■ How to complete this task ■
Wherever the string "LoadError" appears in the records, return the line that holds it.

..............................

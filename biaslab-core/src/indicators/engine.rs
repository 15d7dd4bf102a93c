//! Indicator Engine: OHLCV series in, IndicatorRow series out.
//!
//! The engine is total over any sorted, non-negative input. Rows inside the
//! common warm-up window (the longest configured lookback) carry no derived
//! values at all, so a series no longer than the warm-up comes back all-`None`.

use serde::{Deserialize, Serialize};

use super::{
    Atr, Ema, Indicator, Macd, MacdOutput, Roc, Rsi, Series, Volatility, VolumeSurge, Vwap,
    VwapPolicy,
};
use super::vwap::deviation_pct;
use crate::domain::{IndicatorRow, PriceBar};

/// Window lengths and policies for every derived field.
#[derive(Debug, Clone, PartialEq, Serialize, Deserialize)]
#[serde(default)]
pub struct IndicatorConfig {
    /// Fast EMA of the bias pair.
    pub ema_fast: usize,
    /// Slow EMA of the bias pair.
    pub ema_slow: usize,
    pub macd_fast: usize,
    pub macd_slow: usize,
    pub macd_signal: usize,
    pub rsi_period: usize,
    /// Rolling window for the volume-surge mean.
    pub volume_window: usize,
    pub atr_period: usize,
    pub vwap: VwapPolicy,
}

impl Default for IndicatorConfig {
    fn default() -> Self {
        Self {
            ema_fast: 9,
            ema_slow: 20,
            macd_fast: 12,
            macd_slow: 26,
            macd_signal: 9,
            rsi_period: 14,
            volume_window: 20,
            atr_period: 14,
            vwap: VwapPolicy::Running,
        }
    }
}

/// Precomputes every indicator column for a ticker and assembles the rows.
#[derive(Debug, Clone)]
pub struct IndicatorEngine {
    ema_fast: Ema,
    ema_slow: Ema,
    macd_line: Macd,
    macd_signal: Macd,
    rsi: Rsi,
    vwap: Vwap,
    price_action: Roc,
    volume_surge: VolumeSurge,
    volatility: Volatility,
    atr: Atr,
}

impl IndicatorEngine {
    /// # Panics
    /// Panics if any window in `config` is zero. Configuration loaded through
    /// the runner is validated before an engine is built.
    pub fn new(config: &IndicatorConfig) -> Self {
        Self {
            ema_fast: Ema::new(config.ema_fast),
            ema_slow: Ema::new(config.ema_slow),
            macd_line: Macd::new(
                config.macd_fast,
                config.macd_slow,
                config.macd_signal,
                MacdOutput::Line,
            ),
            macd_signal: Macd::new(
                config.macd_fast,
                config.macd_slow,
                config.macd_signal,
                MacdOutput::Signal,
            ),
            rsi: Rsi::new(config.rsi_period),
            vwap: Vwap::new(config.vwap),
            price_action: Roc::new(1),
            volume_surge: VolumeSurge::new(config.volume_window),
            volatility: Volatility,
            atr: Atr::new(config.atr_period),
        }
    }

    fn indicators(&self) -> [&dyn Indicator; 10] {
        [
            &self.ema_fast,
            &self.ema_slow,
            &self.macd_line,
            &self.macd_signal,
            &self.rsi,
            &self.vwap,
            &self.price_action,
            &self.volume_surge,
            &self.volatility,
            &self.atr,
        ]
    }

    /// Number of leading rows without derived values.
    pub fn warmup(&self) -> usize {
        self.indicators()
            .iter()
            .map(|ind| ind.lookback())
            .max()
            .unwrap_or(0)
    }

    /// Minimum series length that yields at least one defined row.
    pub fn min_bars(&self) -> usize {
        self.warmup() + 1
    }

    /// Compute the IndicatorRow series. Same length and order as `bars`.
    pub fn compute(&self, bars: &[PriceBar]) -> Vec<IndicatorRow> {
        let warmup = self.warmup();
        if bars.len() <= warmup {
            return bars.iter().cloned().map(IndicatorRow::undefined).collect();
        }

        let ema_fast = self.ema_fast.compute(bars);
        let ema_slow = self.ema_slow.compute(bars);
        let macd_line = self.macd_line.compute(bars);
        let macd_signal = self.macd_signal.compute(bars);
        let rsi = self.rsi.compute(bars);
        let vwap = self.vwap.compute(bars);
        let price_action = self.price_action.compute(bars);
        let volume_surge = self.volume_surge.compute(bars);
        let volatility = self.volatility.compute(bars);
        let atr = self.atr.compute(bars);

        let at = |series: &Series, i: usize| series.get(i).copied().flatten();

        bars.iter()
            .enumerate()
            .map(|(i, bar)| {
                if i < warmup {
                    return IndicatorRow::undefined(bar.clone());
                }
                let vwap_i = at(&vwap, i);
                IndicatorRow {
                    bar: bar.clone(),
                    ema_fast: at(&ema_fast, i),
                    ema_slow: at(&ema_slow, i),
                    macd_line: at(&macd_line, i),
                    macd_signal: at(&macd_signal, i),
                    rsi: at(&rsi, i),
                    vwap: vwap_i,
                    vwap_deviation_pct: deviation_pct(bar.close, vwap_i),
                    price_action_pct: at(&price_action, i),
                    volume_surge_pct: at(&volume_surge, i),
                    volatility_pct: at(&volatility, i),
                    atr: at(&atr, i),
                }
            })
            .collect()
    }
}

impl Default for IndicatorEngine {
    fn default() -> Self {
        Self::new(&IndicatorConfig::default())
    }
}
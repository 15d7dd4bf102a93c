//! History providers: where a ticker's bars come from.
//!
//! The HistoryProvider trait abstracts over data sources (CSV directory,
//! synthetic generator) so the pipeline can swap implementations and tests
//! can inject failures. `Retrying` layers exponential backoff over any of
//! them.

use std::path::{Path, PathBuf};
use std::time::Instant;

use backon::{BlockingRetryable, ExponentialBuilder};
use biaslab_core::domain::PriceBar;
use chrono::NaiveDate;
use thiserror::Error;
use tracing::warn;

use crate::config::RetryConfig;
use crate::data_loader::{self, LoadError};

/// Structured errors for history fetches.
#[derive(Debug, Error)]
pub enum ProviderError {
    #[error("no history for ticker '{ticker}'")]
    NotFound { ticker: String },

    #[error("load {ticker}: {source}")]
    Load {
        ticker: String,
        #[source]
        source: LoadError,
    },

    #[error("invalid ticker '{ticker}'")]
    InvalidTicker { ticker: String },

    #[error("provider unavailable: {0}")]
    Unavailable(String),

    #[error("gave up on {ticker} after {elapsed_ms} ms: {last}")]
    DeadlineExceeded {
        ticker: String,
        elapsed_ms: u64,
        last: String,
    },
}

impl ProviderError {
    /// Transient failures worth another attempt.
    pub fn is_retryable(&self) -> bool {
        match self {
            ProviderError::Unavailable(_) => true,
            ProviderError::Load { source, .. } => matches!(source, LoadError::Io { .. }),
            ProviderError::NotFound { .. }
            | ProviderError::InvalidTicker { .. }
            | ProviderError::DeadlineExceeded { .. } => false,
        }
    }
}

/// Trait for bar history sources.
pub trait HistoryProvider: Send + Sync {
    /// Human-readable name of this provider.
    fn name(&self) -> &str;

    /// Daily bars for `ticker`, ascending by date.
    fn fetch(&self, ticker: &str) -> Result<Vec<PriceBar>, ProviderError>;
}

/// Reads `<dir>/<TICKER>.csv`.
#[derive(Debug, Clone)]
pub struct CsvDirectoryProvider {
    dir: PathBuf,
}

impl CsvDirectoryProvider {
    pub fn new(dir: impl Into<PathBuf>) -> Self {
        Self { dir: dir.into() }
    }

    pub fn dir(&self) -> &Path {
        &self.dir
    }

    /// The ticker must name a file directly inside the directory.
    fn path_for(&self, ticker: &str) -> Result<PathBuf, ProviderError> {
        if ticker.is_empty() || ticker.contains(['/', '\\']) || ticker.contains("..") {
            return Err(ProviderError::InvalidTicker {
                ticker: ticker.to_string(),
            });
        }
        Ok(self.dir.join(format!("{ticker}.csv")))
    }
}

impl HistoryProvider for CsvDirectoryProvider {
    fn name(&self) -> &str {
        "csv"
    }

    fn fetch(&self, ticker: &str) -> Result<Vec<PriceBar>, ProviderError> {
        let path = self.path_for(ticker)?;
        if !path.is_file() {
            return Err(ProviderError::NotFound {
                ticker: ticker.to_string(),
            });
        }
        data_loader::load_csv(&path, ticker).map_err(|source| ProviderError::Load {
            ticker: ticker.to_string(),
            source,
        })
    }
}

/// Deterministic random-walk bars for development runs.
#[derive(Debug, Clone)]
pub struct SyntheticProvider {
    start: NaiveDate,
    end: NaiveDate,
}

impl SyntheticProvider {
    pub fn new(start: NaiveDate, end: NaiveDate) -> Self {
        Self { start, end }
    }
}

impl HistoryProvider for SyntheticProvider {
    fn name(&self) -> &str {
        "synthetic"
    }

    fn fetch(&self, ticker: &str) -> Result<Vec<PriceBar>, ProviderError> {
        Ok(data_loader::synthetic_bars(ticker, self.start, self.end))
    }
}

/// Exponential backoff around another provider, bounded by an attempt count
/// and a wall-clock deadline. `NotFound` fails immediately.
#[derive(Debug, Clone)]
pub struct Retrying<P> {
    inner: P,
    policy: RetryConfig,
}

impl<P: HistoryProvider> Retrying<P> {
    pub fn new(inner: P, policy: RetryConfig) -> Self {
        Self { inner, policy }
    }

    pub fn inner(&self) -> &P {
        &self.inner
    }
}

impl<P: HistoryProvider> HistoryProvider for Retrying<P> {
    fn name(&self) -> &str {
        self.inner.name()
    }

    fn fetch(&self, ticker: &str) -> Result<Vec<PriceBar>, ProviderError> {
        let started = Instant::now();
        let deadline = self.policy.deadline();
        let backoff = ExponentialBuilder::default()
            .with_min_delay(self.policy.min_delay())
            .with_max_times(self.policy.max_attempts.saturating_sub(1));

        let result = (|| self.inner.fetch(ticker))
            .retry(backoff)
            .sleep(std::thread::sleep)
            .when(|e: &ProviderError| e.is_retryable() && started.elapsed() < deadline)
            .notify(|e: &ProviderError, delay| {
                warn!(ticker, error = %e, delay_ms = delay.as_millis() as u64, "retrying fetch");
            })
            .call();

        match result {
            Err(e) if e.is_retryable() && started.elapsed() >= deadline => {
                Err(ProviderError::DeadlineExceeded {
                    ticker: ticker.to_string(),
                    elapsed_ms: started.elapsed().as_millis() as u64,
                    last: e.to_string(),
                })
            }
            other => other,
        }
    }
}

#[cfg(test)]
mod tests {
    use super::*;
    use std::sync::atomic::{AtomicUsize, Ordering};

    /// Fails `failures` times with `Unavailable`, then succeeds.
    struct Flaky {
        failures: usize,
        calls: AtomicUsize,
    }

    impl HistoryProvider for Flaky {
        fn name(&self) -> &str {
            "flaky"
        }

        fn fetch(&self, ticker: &str) -> Result<Vec<PriceBar>, ProviderError> {
            let n = self.calls.fetch_add(1, Ordering::SeqCst);
            if n < self.failures {
                Err(ProviderError::Unavailable(format!("attempt {n}")))
            } else {
                Ok(data_loader::synthetic_bars(
                    ticker,
                    NaiveDate::from_ymd_opt(2024, 1, 1).unwrap(),
                    NaiveDate::from_ymd_opt(2024, 1, 10).unwrap(),
                ))
            }
        }
    }

    struct Missing {
        calls: AtomicUsize,
    }

    impl HistoryProvider for Missing {
        fn name(&self) -> &str {
            "missing"
        }

        fn fetch(&self, ticker: &str) -> Result<Vec<PriceBar>, ProviderError> {
            self.calls.fetch_add(1, Ordering::SeqCst);
            Err(ProviderError::NotFound {
                ticker: ticker.to_string(),
            })
        }
    }

    fn fast_policy(max_attempts: usize) -> RetryConfig {
        RetryConfig {
            max_attempts,
            min_delay_ms: 1,
            deadline_ms: 5_000,
        }
    }

    #[test]
    fn retries_transient_failures() {
        let provider = Retrying::new(
            Flaky {
                failures: 2,
                calls: AtomicUsize::new(0),
            },
            fast_policy(3),
        );
        let bars = provider.fetch("ACME").unwrap();
        assert!(!bars.is_empty());
        assert_eq!(provider.inner().calls.load(Ordering::SeqCst), 3);
    }

    #[test]
    fn gives_up_after_max_attempts() {
        let provider = Retrying::new(
            Flaky {
                failures: 10,
                calls: AtomicUsize::new(0),
            },
            fast_policy(2),
        );
        let err = provider.fetch("ACME").unwrap_err();
        assert!(matches!(err, ProviderError::Unavailable(_)));
        assert_eq!(provider.inner().calls.load(Ordering::SeqCst), 2);
    }

    #[test]
    fn not_found_is_not_retried() {
        let provider = Retrying::new(
            Missing {
                calls: AtomicUsize::new(0),
            },
            fast_policy(5),
        );
        let err = provider.fetch("NOPE").unwrap_err();
        assert!(matches!(err, ProviderError::NotFound { .. }));
        assert_eq!(provider.inner().calls.load(Ordering::SeqCst), 1);
    }

    #[test]
    fn zero_deadline_reports_timeout() {
        let provider = Retrying::new(
            Flaky {
                failures: 10,
                calls: AtomicUsize::new(0),
            },
            RetryConfig {
                max_attempts: 5,
                min_delay_ms: 1,
                deadline_ms: 0,
            },
        );
        let err = provider.fetch("ACME").unwrap_err();
        assert!(matches!(err, ProviderError::DeadlineExceeded { .. }));
        assert_eq!(provider.inner().calls.load(Ordering::SeqCst), 1);
    }

    #[test]
    fn csv_provider_reports_missing_file() {
        let provider =
            CsvDirectoryProvider::new(std::env::temp_dir().join("biaslab-no-such-dir"));
        assert!(matches!(
            provider.fetch("ACME"),
            Err(ProviderError::NotFound { .. })
        ));
    }

    #[test]
    fn csv_provider_rejects_paths_outside_its_directory() {
        let root = tempfile::tempdir().unwrap();
        let data = root.path().join("data");
        std::fs::create_dir(&data).unwrap();
        std::fs::write(
            root.path().join("SECRET.csv"),
            "date,open,high,low,close,volume\n2024-01-02,1,1,1,1,1\n",
        )
        .unwrap();

        let provider = CsvDirectoryProvider::new(&data);
        for ticker in ["../SECRET", "..\\SECRET", "sub/ACME", "..", ""] {
            let result = provider.fetch(ticker);
            assert!(
                matches!(result, Err(ProviderError::InvalidTicker { .. })),
                "accepted {ticker:?}"
            );
        }
        assert!(!ProviderError::InvalidTicker { ticker: "..".into() }.is_retryable());
    }

    #[test]
    fn invalid_ticker_is_not_retried() {
        let provider = Retrying::new(
            CsvDirectoryProvider::new(std::env::temp_dir()),
            fast_policy(5),
        );
        assert!(matches!(
            provider.fetch("../etc/passwd"),
            Err(ProviderError::InvalidTicker { .. })
        ));
    }
}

..............................

■ Solution for this exercise ■
use crate::data_loader::{self, LoadError};
        source: LoadError,
            ProviderError::Load { source, .. } => matches!(source, LoadError::Io { .. }),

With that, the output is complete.